Amanda: That’s a great point. Having previously worked as a genetic counsellor, also seeing patients with inherited cancer conditions, it really strikes you how individual each person’s journey and decisions are. They’re thinking about all kinds of factors in their life or in their family’s life. Navigating through that and understanding do I have surgery or do I have screening and how do I make decisions about this is based on my previous experiences and so many other factors. Having access to different sources of support to help people navigate through that feels incredibly important.
We’ve been talking a bit about inherited cancers in general, but you’re all here because you’re involved in the CanGene-CanVar programme. Kelly, could you tell us a bit more about what that is and what he programme is aiming to achieve?
Kelly: The CanGene-CanVar programme is a five year grant funded by Cancer Research UK. It involves six different work packages, so lots of experts all around the UK have been allowed to have some dedicated time to work on specific areas where there hasn’t been enough resource put in in the past which has resulted in a real gap between the research and the current findings and actually using that information to benefit patients by bridging the gap and putting those research findings into clinical care.
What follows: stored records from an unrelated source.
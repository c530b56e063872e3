//! Text cleanup pipeline for copied text and assistant replies.

use std::sync::OnceLock;

use regex::Regex;
use unicode_normalization::UnicodeNormalization;

fn filler_opener_regex() -> &'static Regex {
    static RE: OnceLock<Regex> = OnceLock::new();
    RE.get_or_init(|| Regex::new(r"^(?i:okay|ok|alright|sure)\b[,\s:;\-]*").unwrap())
}

/// Cleanup preset levels.
#[derive(Debug, Clone, Copy, PartialEq, Eq, Default)]
pub enum CleanupPreset {
    /// Collapse blank lines and trim
    #[default]
    Minimal,
    /// Minimal + Unicode NFC, replacement-character removal, line-end trimming
    Standard,
    /// Standard + removal of a conversational opener ("Okay, ...")
    Reply,
}

/// Options for text cleanup.
#[derive(Debug, Clone, PartialEq, Eq)]
pub struct CleanupOptions {
    /// Normalize Unicode to NFC form
    pub normalize_unicode: bool,

    /// Remove Unicode replacement character (U+FFFD)
    pub remove_replacement_char: bool,

    /// Strip trailing whitespace from every line
    pub trim_line_ends: bool,

    /// Remove a leading "Okay", "Ok", "Alright" or "Sure"
    pub strip_filler_opener: bool,

    /// Maximum consecutive newlines (0 = unlimited)
    pub max_consecutive_newlines: u8,
}

impl CleanupOptions {
    /// Create options from a preset.
    pub fn from_preset(preset: CleanupPreset) -> Self {
        match preset {
            CleanupPreset::Minimal => Self::minimal(),
            CleanupPreset::Standard => Self::standard(),
            CleanupPreset::Reply => Self::reply(),
        }
    }

    /// Minimal cleanup options.
    pub fn minimal() -> Self {
        Self {
            normalize_unicode: false,
            remove_replacement_char: false,
            trim_line_ends: false,
            strip_filler_opener: false,
            max_consecutive_newlines: 2,
        }
    }

    /// Standard cleanup options.
    pub fn standard() -> Self {
        Self {
            normalize_unicode: true,
            remove_replacement_char: true,
            trim_line_ends: true,
            ..Self::minimal()
        }
    }

    /// Cleanup for generated replies.
    pub fn reply() -> Self {
        Self {
            strip_filler_opener: true,
            ..Self::standard()
        }
    }
}

impl Default for CleanupOptions {
    fn default() -> Self {
        Self::minimal()
    }
}

/// Text cleanup pipeline.
#[derive(Debug, Clone, Default)]
pub struct CleanupPipeline {
    options: CleanupOptions,
}

impl CleanupPipeline {
    /// Create a new cleanup pipeline with the given options.
    pub fn new(options: CleanupOptions) -> Self {
        Self { options }
    }

    /// Create a pipeline from a preset.
    pub fn from_preset(preset: CleanupPreset) -> Self {
        Self::new(CleanupOptions::from_preset(preset))
    }

    /// Get the pipeline options.
    pub fn options(&self) -> &CleanupOptions {
        &self.options
    }

    /// Process text through the cleanup pipeline.
    pub fn process(&self, text: &str) -> String {
        let mut result = text.to_string();

        if self.options.normalize_unicode {
            result = result.nfc().collect();
        }

        if self.options.remove_replacement_char {
            result = result.replace('\u{FFFD}', "");
        }

        if self.options.trim_line_ends {
            result = result
                .lines()
                .map(str::trim_end)
                .collect::<Vec<_>>()
                .join("\n");
        }

        if self.options.strip_filler_opener {
            result = filler_opener_regex()
                .replace(result.trim_start(), "")
                .into_owned();
        }

        if self.options.max_consecutive_newlines > 0 {
            result = self.limit_newlines(&result);
        }

        result.trim().to_string()
    }

    fn limit_newlines(&self, text: &str) -> String {
        let max = self.options.max_consecutive_newlines as usize;
        let pattern = format!(r"\n{{{},}}", max + 1);
        let re = Regex::new(&pattern).unwrap();
        let replacement = "\n".repeat(max);
        re.replace_all(text, replacement.as_str()).into_owned()
    }
}

#[cfg(test)]
mod tests {
    use super::*;

    #[test]
    fn test_minimal_collapses_newlines() {
        let pipeline = CleanupPipeline::from_preset(CleanupPreset::Minimal);
        assert_eq!(pipeline.process("\n\na\n\n\n\nb\n\n"), "a\n\nb");
        assert_eq!(pipeline.process("a\nb"), "a\nb");
    }

    #[test]
    fn test_unicode_normalization() {
        let pipeline = CleanupPipeline::from_preset(CleanupPreset::Standard);
        let result = pipeline.process("cafe\u{0301}");
        assert_eq!(result, "caf\u{e9}");
    }

    #[test]
    fn test_remove_replacement_char() {
        let pipeline = CleanupPipeline::from_preset(CleanupPreset::Standard);
        assert_eq!(pipeline.process("Hello\u{FFFD}World"), "HelloWorld");
    }

    #[test]
    fn test_trim_line_ends() {
        let pipeline = CleanupPipeline::from_preset(CleanupPreset::Standard);
        assert_eq!(pipeline.process("a  \n  b\t"), "a\n  b");
    }

    #[test]
    fn test_reply_strips_filler_opener() {
        let pipeline = CleanupPipeline::from_preset(CleanupPreset::Reply);
        assert_eq!(pipeline.process("  Okay, here it is."), "here it is.");
        assert_eq!(pipeline.process("sure: done"), "done");
        assert_eq!(pipeline.process("OK - fine\n\n\n\nnext"), "fine\n\nnext");
        assert_eq!(pipeline.process("Surely not"), "Surely not");
        assert_eq!(pipeline.process("Okay"), "");
    }

    #[test]
    fn test_standard_keeps_opener() {
        let pipeline = CleanupPipeline::from_preset(CleanupPreset::Standard);
        assert_eq!(pipeline.process("Okay, here"), "Okay, here");
    }
}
My programme is in work package four which is co-designing patient resources which are decision support interventions. Basically, it’s a website and it can be printed as a booklet and it’s interactive and it’s up to date and it’s personalised to help convey the complicated information about genetic cancer conditions in a way that’s meaningful and patients can understand, and it helps them with their personalised shared decision-making. The CanGene-CanVar programme is underpinned by the patient reference panel and they’ve been involved, including Rochelle and others, from the conception of the idea of the programme and all the way through with various different activities helping to look at documents as they’re developed, before their finalised, and giving input in focus groups and one-on-one and email conversations. They’re called upon frequently to share their lived experience and say what’s important to them when they make decisions and that’s really helped to drive the direction of the research and inform the results before they’re published.
Amanda: That sounds like a really helpful approach to developing something in a way that’s really working very closely with patients and participants. Rochelle, it sounded like you were involved in that. Can you tell us a bit about what that was like from your perspective?
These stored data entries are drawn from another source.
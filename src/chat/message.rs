//! Chat message types.

use chrono::{DateTime, Utc};
use serde::{Deserialize, Serialize};

/// Author of a chat message.
#[derive(Debug, Clone, Copy, PartialEq, Eq, Hash, Serialize, Deserialize)]
#[serde(rename_all = "lowercase")]
pub enum Role {
    /// The person typing or speaking
    User,
    /// The generated reply
    Assistant,
}

impl Role {
    /// Label used when the message is quoted in a prompt.
    pub fn label(self) -> &'static str {
        match self {
            Role::User => "User",
            Role::Assistant => "Assistant",
        }
    }
}

/// A single message of a conversation.
#[derive(Debug, Clone, PartialEq, Eq, Serialize, Deserialize)]
pub struct ChatMessage {
    /// Who wrote the message
    pub role: Role,

    /// Message text (Markdown for assistant replies)
    pub content: String,

    /// When the message was recorded
    pub timestamp: DateTime<Utc>,
}

impl ChatMessage {
    /// Create a message stamped with the current time.
    pub fn new(role: Role, content: impl Into<String>) -> Self {
        Self {
            role,
            content: content.into(),
            timestamp: Utc::now(),
        }
    }

    /// Create a user message.
    pub fn user(content: impl Into<String>) -> Self {
        Self::new(Role::User, content)
    }

    /// Create an assistant message.
    pub fn assistant(content: impl Into<String>) -> Self {
        Self::new(Role::Assistant, content)
    }

    /// The message as a prompt line (`User: ...`).
    pub fn prompt_line(&self) -> String {
        format!("{}: {}", self.role.label(), self.content)
    }
}
//! Rendering options and configuration.

use super::{CleanupOptions, CleanupPreset};

/// Options for rendering a parsed message.
#[derive(Debug, Clone)]
pub struct RenderOptions {
    /// `target` attribute for links in HTML output (None = omit)
    pub link_target: Option<String>,

    /// `rel` attribute for links in HTML output (None = omit)
    pub link_rel: Option<String>,

    /// Spaces of indentation per nesting level in copied lists
    pub list_indent: usize,

    /// Marker for unordered items in Markdown output
    pub list_marker: char,

    /// Marker for unordered items in readable text
    pub bullet: char,

    /// Final cleanup applied to text output
    pub cleanup: CleanupOptions,

    /// Collect render statistics
    pub collect_stats: bool,
}

impl RenderOptions {
    /// Create new render options with defaults.
    pub fn new() -> Self {
        Self::default()
    }

    /// Set the link target attribute.
    pub fn with_link_target(mut self, target: Option<&str>) -> Self {
        self.link_target = target.map(str::to_string);
        self
    }

    /// Set the link rel attribute.
    pub fn with_link_rel(mut self, rel: Option<&str>) -> Self {
        self.link_rel = rel.map(str::to_string);
        self
    }

    /// Set the indentation per list level.
    pub fn with_list_indent(mut self, indent: usize) -> Self {
        self.list_indent = indent;
        self
    }

    /// Set the Markdown list marker character.
    pub fn with_list_marker(mut self, marker: char) -> Self {
        self.list_marker = marker;
        self
    }

    /// Set the readable-text bullet character.
    pub fn with_bullet(mut self, bullet: char) -> Self {
        self.bullet = bullet;
        self
    }

    /// Set cleanup options.
    pub fn with_cleanup(mut self, cleanup: CleanupOptions) -> Self {
        self.cleanup = cleanup;
        self
    }

    /// Set cleanup preset.
    pub fn with_cleanup_preset(mut self, preset: CleanupPreset) -> Self {
        self.cleanup = CleanupOptions::from_preset(preset);
        self
    }

    /// Enable statistics collection.
    pub fn with_stats(mut self, collect: bool) -> Self {
        self.collect_stats = collect;
        self
    }
}

impl Default for RenderOptions {
    fn default() -> Self {
        Self {
            link_target: Some("_blank".to_string()),
            link_rel: Some("noopener".to_string()),
            list_indent: 2,
            list_marker: '-',
            bullet: '•',
            cleanup: CleanupOptions::minimal(),
            collect_stats: false,
        }
    }
}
Rochelle: It’s really rewarding, it’s really motivating to be actually one of the patient reps in relation to this. I don’t want to make my colleagues from the team blush, but it’s just such an inclusive environment where as a patient is really welcomed, really heard, it’s very much a partnership and that’s been really, really important and it makes you feel valued as a patient and actually the importance of the lived experience the patient view has really been prominent in this. I would say that’s why it’s helped develop such a useful tool, the fact as a patient people are really valuing and taking into account our lived experience, our views, our understanding. It’s been quite fun in some of the sessions. There have been some good debates between us and some of the clinicians and it’s been really good and really useful. I think some of the people who maybe haven’t encountered a patient panel before and engaged with patient’s lived experience have probably learn a lot from it because we are pretty empowered to use our voice in this. It’s been a really great experience.
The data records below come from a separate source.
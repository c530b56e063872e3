//! Error types for chatmark.

use std::io;
use thiserror::Error;

use crate::chat::GenerateError;

/// Result type alias for chatmark operations.
pub type Result<T> = std::result::Result<T, Error>;

/// Error types that can occur outside the (total) rendering pipeline.
#[derive(Error, Debug)]
pub enum Error {
    /// I/O error when reading or writing files.
    #[error("I/O error: {0}")]
    Io(#[from] io::Error),

    /// A chat message was empty or whitespace only.
    #[error("Message cannot be empty")]
    EmptyMessage,

    /// A chat message exceeded the configured length.
    #[error("Message too long. Maximum {max} characters allowed.")]
    MessageTooLong {
        /// Length of the rejected message in characters
        len: usize,
        /// Configured maximum
        max: usize,
    },

    /// The text generator failed.
    #[error("Generation failed: {0}")]
    Generate(#[from] GenerateError),

    /// Error during serialization of rendered output.
    #[error("Rendering error: {0}")]
    Render(String),

    /// The conversation store could not be accessed.
    #[error("Conversation store error: {0}")]
    Store(String),
}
Amanda: I’d love to dig into those debates a bit more. Kelly, were there things that you changed in the decision aid as a result of some of those discussions or as a result of that input that maybe surprised you?
Kelly: We have made changes based directly on what we’ve learned from the patients presenting their lived experiences. They’ve been very open and honest with us. Like Rochelle, I felt so privileged to be part of this real partnership with the patients. As a genetic counsellor who had many years of experience in clinical practice before moving into this research role, I’ve been really surprised but also gratified by how much I’ve been able to learn from the patients in a different way because I am sort of taking a step back, I’m there as a researcher and not directly as a clinician looking after someone one-on-one in clinic and just thinking about their specific needs at that time. But because I’m hearing from people from all different situations, different parts of the UK and other countries and maybe it’s 10/20 years since they had their genetic diagnosis are actually getting a bigger picture of their care needs that we might not have heard about as the clinicians on the ground because they might not be coming back to tell us. If we haven’t opened the door to that conversation about their personal situation or who’s influencing them or what’s important to them when they make decisions, we just might not have learned about the thing they’re grappling with and they’ve gone off and maybe Googled, they’ve found a patient support group or something else to support them.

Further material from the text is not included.